• _Entries provided_
*** Block opens ***

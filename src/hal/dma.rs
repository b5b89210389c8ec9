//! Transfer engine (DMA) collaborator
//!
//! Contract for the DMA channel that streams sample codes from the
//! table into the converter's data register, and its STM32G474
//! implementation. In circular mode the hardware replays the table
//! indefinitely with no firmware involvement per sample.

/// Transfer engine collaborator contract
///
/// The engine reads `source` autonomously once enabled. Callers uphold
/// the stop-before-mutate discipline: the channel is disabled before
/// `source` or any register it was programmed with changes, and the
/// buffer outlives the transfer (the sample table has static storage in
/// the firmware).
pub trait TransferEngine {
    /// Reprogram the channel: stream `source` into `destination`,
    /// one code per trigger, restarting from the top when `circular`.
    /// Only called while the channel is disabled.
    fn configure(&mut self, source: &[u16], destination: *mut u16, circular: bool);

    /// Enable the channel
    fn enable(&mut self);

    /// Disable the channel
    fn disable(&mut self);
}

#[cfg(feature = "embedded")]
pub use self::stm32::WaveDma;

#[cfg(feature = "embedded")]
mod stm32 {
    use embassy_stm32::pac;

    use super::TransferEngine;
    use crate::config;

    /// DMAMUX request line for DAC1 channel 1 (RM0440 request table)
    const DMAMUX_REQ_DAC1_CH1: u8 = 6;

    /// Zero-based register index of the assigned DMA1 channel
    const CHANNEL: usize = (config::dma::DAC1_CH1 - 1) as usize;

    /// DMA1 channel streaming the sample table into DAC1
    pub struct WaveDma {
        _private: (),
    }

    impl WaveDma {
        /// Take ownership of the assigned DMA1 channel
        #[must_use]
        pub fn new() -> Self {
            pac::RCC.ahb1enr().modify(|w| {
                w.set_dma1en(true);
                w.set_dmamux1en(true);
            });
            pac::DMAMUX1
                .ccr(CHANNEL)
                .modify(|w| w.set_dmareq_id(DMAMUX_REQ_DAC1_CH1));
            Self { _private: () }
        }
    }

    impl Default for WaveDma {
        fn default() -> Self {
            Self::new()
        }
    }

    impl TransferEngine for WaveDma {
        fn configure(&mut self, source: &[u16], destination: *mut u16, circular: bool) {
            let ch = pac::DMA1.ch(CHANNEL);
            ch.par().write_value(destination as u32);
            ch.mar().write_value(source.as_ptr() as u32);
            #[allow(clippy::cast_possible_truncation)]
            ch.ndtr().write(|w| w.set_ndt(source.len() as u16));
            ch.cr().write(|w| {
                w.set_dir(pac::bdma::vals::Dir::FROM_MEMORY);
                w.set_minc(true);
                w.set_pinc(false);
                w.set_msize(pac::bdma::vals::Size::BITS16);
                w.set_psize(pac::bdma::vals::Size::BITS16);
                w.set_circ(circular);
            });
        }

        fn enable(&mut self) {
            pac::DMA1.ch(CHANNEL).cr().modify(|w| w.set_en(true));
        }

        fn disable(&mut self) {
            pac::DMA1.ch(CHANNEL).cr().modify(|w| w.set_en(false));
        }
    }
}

*** Block closes ***

• _Goal of the exercise_
Return every entry exactly; no line may be missing.

• _Result_
filename src/hal/dma.rs
repository b5b89210389c8ec9
//! Transfer engine (DMA) collaborator
//!
//! Contract for the DMA channel that streams sample codes from the
//! table into the converter's data register, and its STM32G474
//! implementation. In circular mode the hardware replays the table
//! indefinitely with no firmware involvement per sample.

/// Transfer engine collaborator contract
///
/// The engine reads `source` autonomously once enabled. Callers uphold
/// the stop-before-mutate discipline: the channel is disabled before
/// `source` or any register it was programmed with changes, and the
/// buffer outlives the transfer (the sample table has static storage in
/// the firmware).
pub trait TransferEngine {
    /// Reprogram the channel: stream `source` into `destination`,
    /// one code per trigger, restarting from the top when `circular`.
    /// Only called while the channel is disabled.
    fn configure(&mut self, source: &[u16], destination: *mut u16, circular: bool);

    /// Enable the channel
    fn enable(&mut self);

    /// Disable the channel
    fn disable(&mut self);
}

#[cfg(feature = "embedded")]
pub use self::stm32::WaveDma;

#[cfg(feature = "embedded")]
mod stm32 {
    use embassy_stm32::pac;

    use super::TransferEngine;
    use crate::config;

    /// DMAMUX request line for DAC1 channel 1 (RM0440 request table)
    const DMAMUX_REQ_DAC1_CH1: u8 = 6;

    /// Zero-based register index of the assigned DMA1 channel
    const CHANNEL: usize = (config::dma::DAC1_CH1 - 1) as usize;

    /// DMA1 channel streaming the sample table into DAC1
    pub struct WaveDma {
        _private: (),
    }

    impl WaveDma {
        /// Take ownership of the assigned DMA1 channel
        #[must_use]
        pub fn new() -> Self {
            pac::RCC.ahb1enr().modify(|w| {
                w.set_dma1en(true);
                w.set_dmamux1en(true);
            });
            pac::DMAMUX1
                .ccr(CHANNEL)
                .modify(|w| w.set_dmareq_id(DMAMUX_REQ_DAC1_CH1));
            Self { _private: () }
        }
    }

    impl Default for WaveDma {
        fn default() -> Self {
            Self::new()
        }
    }

    impl TransferEngine for WaveDma {
        fn configure(&mut self, source: &[u16], destination: *mut u16, circular: bool) {
            let ch = pac::DMA1.ch(CHANNEL);
            ch.par().write_value(destination as u32);
            ch.mar().write_value(source.as_ptr() as u32);
            #[allow(clippy::cast_possible_truncation)]
            ch.ndtr().write(|w| w.set_ndt(source.len() as u16));
            ch.cr().write(|w| {
                w.set_dir(pac::bdma::vals::Dir::FROM_MEMORY);
                w.set_minc(true);
                w.set_pinc(false);
                w.set_msize(pac::bdma::vals::Size::BITS16);
                w.set_psize(pac::bdma::vals::Size::BITS16);
                w.set_circ(circular);
            });
        }

        fn enable(&mut self) {
            pac::DMA1.ch(CHANNEL).cr().modify(|w| w.set_en(true));
        }

        fn disable(&mut self) {
            pac::DMA1.ch(CHANNEL).cr().modify(|w| w.set_en(false));
        }
    }
}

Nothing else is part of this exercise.